YOUR INSTRUCTIONS =
Gather every line below where "size" appears.

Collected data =
□ □ □ □

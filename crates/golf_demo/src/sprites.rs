//! Sprite loading and procedural sprite generation

use image::{Rgba, RgbaImage};
use sprite_collider::assets::{AssetError, ImageData};

use crate::config::SpriteSource;

const FILL: Rgba<u8> = Rgba([139, 94, 60, 255]);
const EMPTY: Rgba<u8> = Rgba([0, 0, 0, 0]);

/// Produce the pixels for a sprite source
pub fn load_sprite(source: &SpriteSource) -> Result<ImageData, AssetError> {
    match source {
        SpriteSource::File { path } => ImageData::from_file(path),
        SpriteSource::Rect { width, height } => Ok(ImageData::solid_color(*width, *height, FILL.0)),
        SpriteSource::Disc { radius } => disc(*radius),
    }
}

/// Filled disc with a one pixel transparent margin
fn disc(radius: u32) -> Result<ImageData, AssetError> {
    let Some((size, _)) = (SpriteSource::Disc { radius }).generated_size() else {
        return Err(AssetError::LoadFailed(format!("disc radius {} is too large", radius)));
    };
    let center = (size as f32 - 1.0) / 2.0;
    let r_sq = (radius as f32) * (radius as f32);
    
    Ok(ImageData::from(RgbaImage::from_fn(size, size, |x, y| {
        let (dx, dy) = (x as f32 - center, y as f32 - center);
        if dx * dx + dy * dy <= r_sq { FILL } else { EMPTY }
    })))
}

□ □ □ □

PROBLEM SOLUTION =
    let Some((size, _)) = (SpriteSource::Disc { radius }).generated_size() else {
    let center = (size as f32 - 1.0) / 2.0;
    Ok(ImageData::from(RgbaImage::from_fn(size, size, |x, y| {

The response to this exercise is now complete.